The Brookings Institution, in collaboration with Stanford University’s Hoover Institution, set out understand the causes and consequences of polarizion in America’s body politic. In March 2006, Brookings’s Governance Studies Program hosted a conference in which scholars presented their papers. These papers are gathered in the first of two conference volumes—Red and Blue Nation? Characteristics and Causes of America’s Polarized Politics, edited by Red and Blue Nation? Project co-directors Pietro S. Nivola, Brookings vice president and director of Governance Studies, and David W. Brady, deputy director and senior fellow at Hoover. The project was made possible by the generous support of the John D. and Catherine T. MacArthur Foundation and the Rockefeller Brothers Fund. A second volume, to be published in November 2007, will explore the electoral, institutional and social remedies for political polarization.

This special edition of the Issues in Governance Studies papers summarizes the major contributions to the first volume.
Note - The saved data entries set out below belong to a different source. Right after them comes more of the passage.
use kconfig::{BinOp, Kconfig, Tristate, join_expr, split_expr};

const CHOICE: &str = "\
config DEP
\tbool \"dep\"

choice
\tprompt \"pick one\"
config X
\tbool \"x\"
config Y
\tbool \"y\"
\tdepends on DEP
endchoice
";

#[test]
fn test_select_forces_value() {
    let text = "config A\n\tbool \"a\"\n\tdefault y\n\tselect B\nconfig B\n\tbool \"b\"\n";
    let mut kconf = Kconfig::from_text(text, "Kconfig").unwrap();
    let a = kconf.lookup("A").unwrap();
    let b = kconf.lookup("B").unwrap();

    assert_eq!(kconf.tri_value(b), Tristate::Y);
    // Selected symbols cannot go below the select
    assert_eq!(kconf.assignable(b), &[Tristate::Y]);

    kconf.set_value(a, "n");
    assert_eq!(kconf.tri_value(b), Tristate::N);
}

#[test]
fn test_imply_is_weak() {
    let text = "config A\n\tbool \"a\"\n\tdefault y\n\timply B\nconfig B\n\tbool \"b\"\n";
    let mut kconf = Kconfig::from_text(text, "Kconfig").unwrap();
    let b = kconf.lookup("B").unwrap();

    assert_eq!(kconf.tri_value(b), Tristate::Y);
    kconf.set_value(b, "n");
    assert_eq!(kconf.tri_value(b), Tristate::N);
}

#[test]
fn test_split_and_join_preserve_value() {
    let text = "config A\n\tbool \"a\"\nconfig B\n\tbool \"b\"\nconfig C\n\tbool \"c\"\n\
                config D\n\tbool \"d\"\n\tdepends on A && B || C\n";
    let mut kconf = Kconfig::from_text(text, "Kconfig").unwrap();
    let d = kconf.lookup("D").unwrap();
    let dep = kconf.sym(d).direct_dep().clone();

    let ors = split_expr(&dep, BinOp::Or);
    assert_eq!(ors.len(), 2);
    assert_eq!(split_expr(&ors[0], BinOp::And).len(), 2);
    let joined = join_expr(&ors, BinOp::Or).unwrap();

    for assignment in [("A", "y"), ("B", "y"), ("C", "y"), ("A", "n")] {
        let sym = kconf.lookup(assignment.0).unwrap();
        kconf.set_value(sym, assignment.1);
        assert_eq!(kconf.eval(&dep), kconf.eval(&joined));
    }
    assert!(join_expr(&[], BinOp::And).is_none());
}

#[test]
fn test_values_are_stable_across_reads() {
    let text = "config A\n\tbool \"a\"\n\tdefault y\nconfig B\n\tint \"b\"\n\tdefault 3\n\
                config UNRELATED\n\tbool \"u\"\n";
    let mut kconf = Kconfig::from_text(text, "Kconfig").unwrap();
    let a = kconf.lookup("A").unwrap();
    let b = kconf.lookup("B").unwrap();

    let first = (kconf.tri_value(a), kconf.str_value(b));
    assert_eq!(first, (kconf.tri_value(a), kconf.str_value(b)));

    let unrelated = kconf.lookup("UNRELATED").unwrap();
    kconf.set_value(unrelated, "y");
    assert_eq!(first, (kconf.tri_value(a), kconf.str_value(b)));
    assert_eq!(first, (Tristate::Y, "3".to_string()));
}

#[test]
fn test_choice_selection_follows_visibility_and_user() {
    let mut kconf = Kconfig::from_text(CHOICE, "Kconfig").unwrap();
    let choice = kconf.unique_choices()[0];
    let dep = kconf.lookup("DEP").unwrap();
    let x = kconf.lookup("X").unwrap();
    let y = kconf.lookup("Y").unwrap();

    assert_eq!(kconf.choice_selection(choice), Some(x));

    // Making Y visible does not change the default
    kconf.set_value(dep, "y");
    assert_eq!(kconf.choice_selection(choice), Some(x));

    assert!(kconf.set_value(y, "y"));
    assert_eq!(kconf.choice_selection(choice), Some(y));
    assert_eq!(kconf.tri_value(y), Tristate::Y);
    assert_eq!(kconf.tri_value(x), Tristate::N);

    // The user selection is ignored while it is invisible
    kconf.set_value(dep, "n");
    assert_eq!(kconf.choice_selection(choice), Some(x));
}

#[test]
fn test_ranges_clamp_defaults() {
    let text = "config N\n\tint \"n\"\n\trange 1 10\n\tdefault 42\n";
    let mut kconf = Kconfig::from_text(text, "Kconfig").unwrap();
    let n = kconf.lookup("N").unwrap();

    assert_eq!(kconf.str_value(n), "10");
    kconf.set_value(n, "5");
    assert_eq!(kconf.str_value(n), "5");
    // Out of range user values fall back on the default
    kconf.set_value(n, "50");
    assert_eq!(kconf.str_value(n), "10");
}

#[test]
fn test_modules_gate_tristates() {
    let text = "config MODULES\n\tbool \"modules\"\n\toption modules\n\
                config T\n\ttristate \"t\"\n\tdefault m\n";
    let mut kconf = Kconfig::from_text(text, "Kconfig").unwrap();
    let modules = kconf.lookup("MODULES").unwrap();
    let t = kconf.lookup("T").unwrap();

    // Without modules, m behaves like y
    assert_eq!(kconf.tri_value(t), Tristate::Y);
    kconf.set_value(modules, "y");
    assert_eq!(kconf.tri_value(t), Tristate::M);
}

#[test]
fn test_eval_string() {
    let text = "config A\n\tbool \"a\"\n\tdefault y\nconfig S\n\tstring \"s\"\n\tdefault \"foo\"\n";
    let mut kconf = Kconfig::from_text(text, "Kconfig").unwrap();

    assert_eq!(kconf.eval_string("A && !n").unwrap(), Tristate::Y);
    assert_eq!(kconf.eval_string("S = \"foo\"").unwrap(), Tristate::Y);
    assert_eq!(kconf.eval_string("S != \"foo\" || !A").unwrap(), Tristate::N);
    assert!(kconf.eval_string("A &&").is_err());
}

#[test]
fn test_choice_default_follows_its_condition() {
    let text = "\
config DEP
\tbool \"dep\"

choice
\tprompt \"pick one\"
\tdefault Y if DEP
config X
\tbool \"x\"
config Y
\tbool \"y\"
endchoice
";
    let mut kconf = Kconfig::from_text(text, "Kconfig").unwrap();
    let choice = kconf.unique_choices()[0];
    let dep = kconf.lookup("DEP").unwrap();
    let x = kconf.lookup("X").unwrap();
    let y = kconf.lookup("Y").unwrap();

    assert_eq!(kconf.choice_selection(choice), Some(x));
    assert_eq!(kconf.tri_value(x), Tristate::Y);

    kconf.set_value(dep, "y");
    assert_eq!(kconf.choice_selection(choice), Some(y));
    assert_eq!(kconf.tri_value(x), Tristate::N);
    assert_eq!(kconf.tri_value(y), Tristate::Y);

    kconf.set_value(dep, "n");
    assert_eq!(kconf.choice_selection(choice), Some(x));
    assert_eq!(kconf.tri_value(y), Tristate::N);
}

#[test]
fn test_menu_visible_if_hides_prompts_only() {
    let text = "\
config SHOW
\tbool \"show\"

menu \"Options\"
\tvisible if SHOW

config OPT
\tbool \"opt\"
\tdefault y

config NAME
\tstring \"name\"
\tdefault \"v\"

endmenu
";
    let mut kconf = Kconfig::from_text(text, "Kconfig").unwrap();
    let show = kconf.lookup("SHOW").unwrap();
    let opt = kconf.lookup("OPT").unwrap();
    let name = kconf.lookup("NAME").unwrap();

    assert_eq!(kconf.visibility(opt), Tristate::N);
    assert_eq!(kconf.visibility(name), Tristate::N);
    // Values still come from the defaults
    assert_eq!(kconf.tri_value(opt), Tristate::Y);
    assert_eq!(kconf.str_value(name), "v");

    // User values wait until the prompts are visible
    kconf.set_value(opt, "n");
    kconf.set_value(name, "w");
    assert_eq!(kconf.tri_value(opt), Tristate::Y);
    assert_eq!(kconf.str_value(name), "v");

    kconf.set_value(show, "y");
    assert_eq!(kconf.visibility(opt), Tristate::Y);
    assert_eq!(kconf.tri_value(opt), Tristate::N);
    assert_eq!(kconf.str_value(name), "w");
}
The topics addressed include an exploration of whether polarization afflicts only the members of the political classes or whether it also divides ordinary voters; whether today’s polarization is significant relative to other periods in history; whether religion, mass media and electoral factors such as gerrymandering are engines of polarization; and, finally, the degree to which, if at all, polarization lessens the quality of political discourse or weakens the policymaking process.